◆ **What you are asked to do**: Report every line below that holds the word "timestamp".

◆ **Given data**:
// ---------------------------------------------------------------------------
// Pagination defaults
// ---------------------------------------------------------------------------

const DEFAULT_TRACE_LIMIT: usize = 50;
const DEFAULT_SPAN_LIMIT: usize = 50;
const DEFAULT_LOG_LIMIT: usize = 100;
const DEFAULT_SERVICE_MAP_LIMIT: usize = 500;
const MAX_LIMIT: usize = 1000;

/// Default lookback of the metric series query when no range is given.
const DEFAULT_METRIC_WINDOW_NS: u64 = 600 * 1_000_000_000;

/// How long a computed service map is reused before rescanning.
const SERVICE_MAP_CACHE: Duration = Duration::from_secs(5);

fn clamp_limit(limit: Option<usize>, default: usize) -> usize {
    limit.unwrap_or(default).min(MAX_LIMIT)
}

// ---------------------------------------------------------------------------
// Error body
// ---------------------------------------------------------------------------

/// Map a core error to the HTTP status surface of the query API.
fn error_response(err: TinyOllyError) -> Response {
    let status = match &err {
        TinyOllyError::NotFound => StatusCode::NOT_FOUND,
        TinyOllyError::InvalidInput(_) => StatusCode::BAD_REQUEST,
        TinyOllyError::OutOfCapacity => StatusCode::SERVICE_UNAVAILABLE,
        TinyOllyError::DeadlineExceeded => StatusCode::GATEWAY_TIMEOUT,
        _ => StatusCode::INTERNAL_SERVER_ERROR,
    };
    (status, Json(json!({ "error": err.to_string() }))).into_response()
}

// ---------------------------------------------------------------------------
// JSON rendering
// ---------------------------------------------------------------------------

fn kind_label(kind: SpanKind) -> &'static str {
    match kind {
        SpanKind::Unspecified => "unspecified",
        SpanKind::Internal => "internal",
        SpanKind::Server => "server",
        SpanKind::Client => "client",
        SpanKind::Producer => "producer",
        SpanKind::Consumer => "consumer",
    }
}

fn span_to_json(span: &SpanRecord) -> Value {
    json!({
        "trace_id": span.trace_id.to_string(),
        "span_id": span.span_id.to_string(),
        "parent_span_id": span.parent_span_id.map(|p| p.to_string()),
        "name": span.name,
        "kind": kind_label(span.kind),
        "start_time_unix_nano": span.start_time_ns,
        "end_time_unix_nano": span.end_time_ns,
        "duration_ms": span.duration_ns() as f64 / 1_000_000.0,
        "status": span.status,
        "service_name": span.service_name,
        "attributes": attrs_to_json(&span.attributes),
        "events": span.events.iter().map(|e| json!({
            "time_unix_nano": e.time_ns,
            "name": e.name,
            "attributes": attrs_to_json(&e.attributes),
        })).collect::<Vec<_>>(),
        "links": span.links.iter().map(|l| json!({
            "trace_id": l.trace_id.to_string(),
            "span_id": l.span_id.to_string(),
            "attributes": attrs_to_json(&l.attributes),
        })).collect::<Vec<_>>(),
    })
}

fn log_to_json(log: &LogRecord) -> Value {
    json!({
        "timestamp": log.timestamp_ns,
        "severity": log.severity_text,
        "severity_number": log.severity_number,
        "body": log.body.to_json(),
        "trace_id": log.trace_id.map(|t| t.to_string()),
        "span_id": log.span_id.map(|s| s.to_string()),
        "service_name": log.service_name,
        "attributes": attrs_to_json(&log.attributes),
    })
}

fn point_to_json(point: &DataPoint) -> Value {
    let mut obj = json!({ "timestamp": point.timestamp_ns });
    match &point.value {
        PointValue::Number(n) => {
            obj["value"] = json!(n.as_f64());
        }
        PointValue::Histogram(h) => {
            obj["value"] = json!(h.sum);
            obj["histogram"] = json!({
                "count": h.count,
                "sum": h.sum,
                "bucketCounts": h.bucket_counts,
                "explicitBounds": h.explicit_bounds,
            });
        }
        // Exponential histograms are stored natively and converted to
        // explicit bounds only here, at render time.
        PointValue::ExpHistogram(e) => {
            let h = e.to_explicit();
            obj["value"] = json!(h.sum);
            obj["histogram"] = json!({
                "count": h.count,
                "sum": h.sum,
                "bucketCounts": h.bucket_counts,
                "explicitBounds": h.explicit_bounds,
            });
        }
        PointValue::Summary(s) => {
            obj["value"] = json!(s.sum);
            obj["summary"] = json!({
                "count": s.count,
                "sum": s.sum,
                "quantileValues": s.quantiles.iter().map(|q| json!({
                    "quantile": q.quantile,
                    "value": q.value,
                })).collect::<Vec<_>>(),
            });
        }
    }
    if !point.exemplars.is_empty() {
        obj["exemplars"] = Value::Array(
            point
                .exemplars
                .iter()
                .map(|ex| {
                    json!({
                        "timestamp": ex.timestamp_ns,
                        "value": ex.value.as_f64(),
                        "traceId": ex.trace_id.map(|t| t.to_string()),
                        "spanId": ex.span_id.map(|s| s.to_string()),
                        "filteredAttributes": attrs_to_json(&ex.filtered_attributes),
                    })
                })
                .collect(),
        );
    }
    obj
}

// ---------------------------------------------------------------------------
// Traces
// ---------------------------------------------------------------------------

#[derive(Debug, Deserialize)]
struct LimitParams {
    limit: Option<usize>,
}

/// `GET /api/traces` — recent trace summaries, newest first.
async fn list_traces(
    State(state): State<Arc<AppState>>,
    Query(params): Query<LimitParams>,
) -> Response {
    let limit = clamp_limit(params.limit, DEFAULT_TRACE_LIMIT);
    let trace_ids = match state.store.recent_traces(limit * 2).await {
        Ok(ids) => ids,
        Err(e) => return error_response(e),
    };

    let mut summaries = Vec::with_capacity(limit);
    for trace_id in trace_ids {
        if summaries.len() >= limit {
            break;
        }
        let spans = match state.store.trace_spans(trace_id).await {
            Ok(spans) => spans,
            Err(e) => return error_response(e),
        };
        let visible: Vec<SpanRecord> = spans
            .into_iter()
            .filter(|s| s.service_name != state.config.self_service_name)
            .collect();
        if let Some(summary) = aggregate::trace_summary(&visible) {
            summaries.push(summary);
        }
    }
    Json(summaries).into_response()
}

◆ **Expected output**:
        "timestamp": log.timestamp_ns,
    let mut obj = json!({ "timestamp": point.timestamp_ns });
                        "timestamp": ex.timestamp_ns,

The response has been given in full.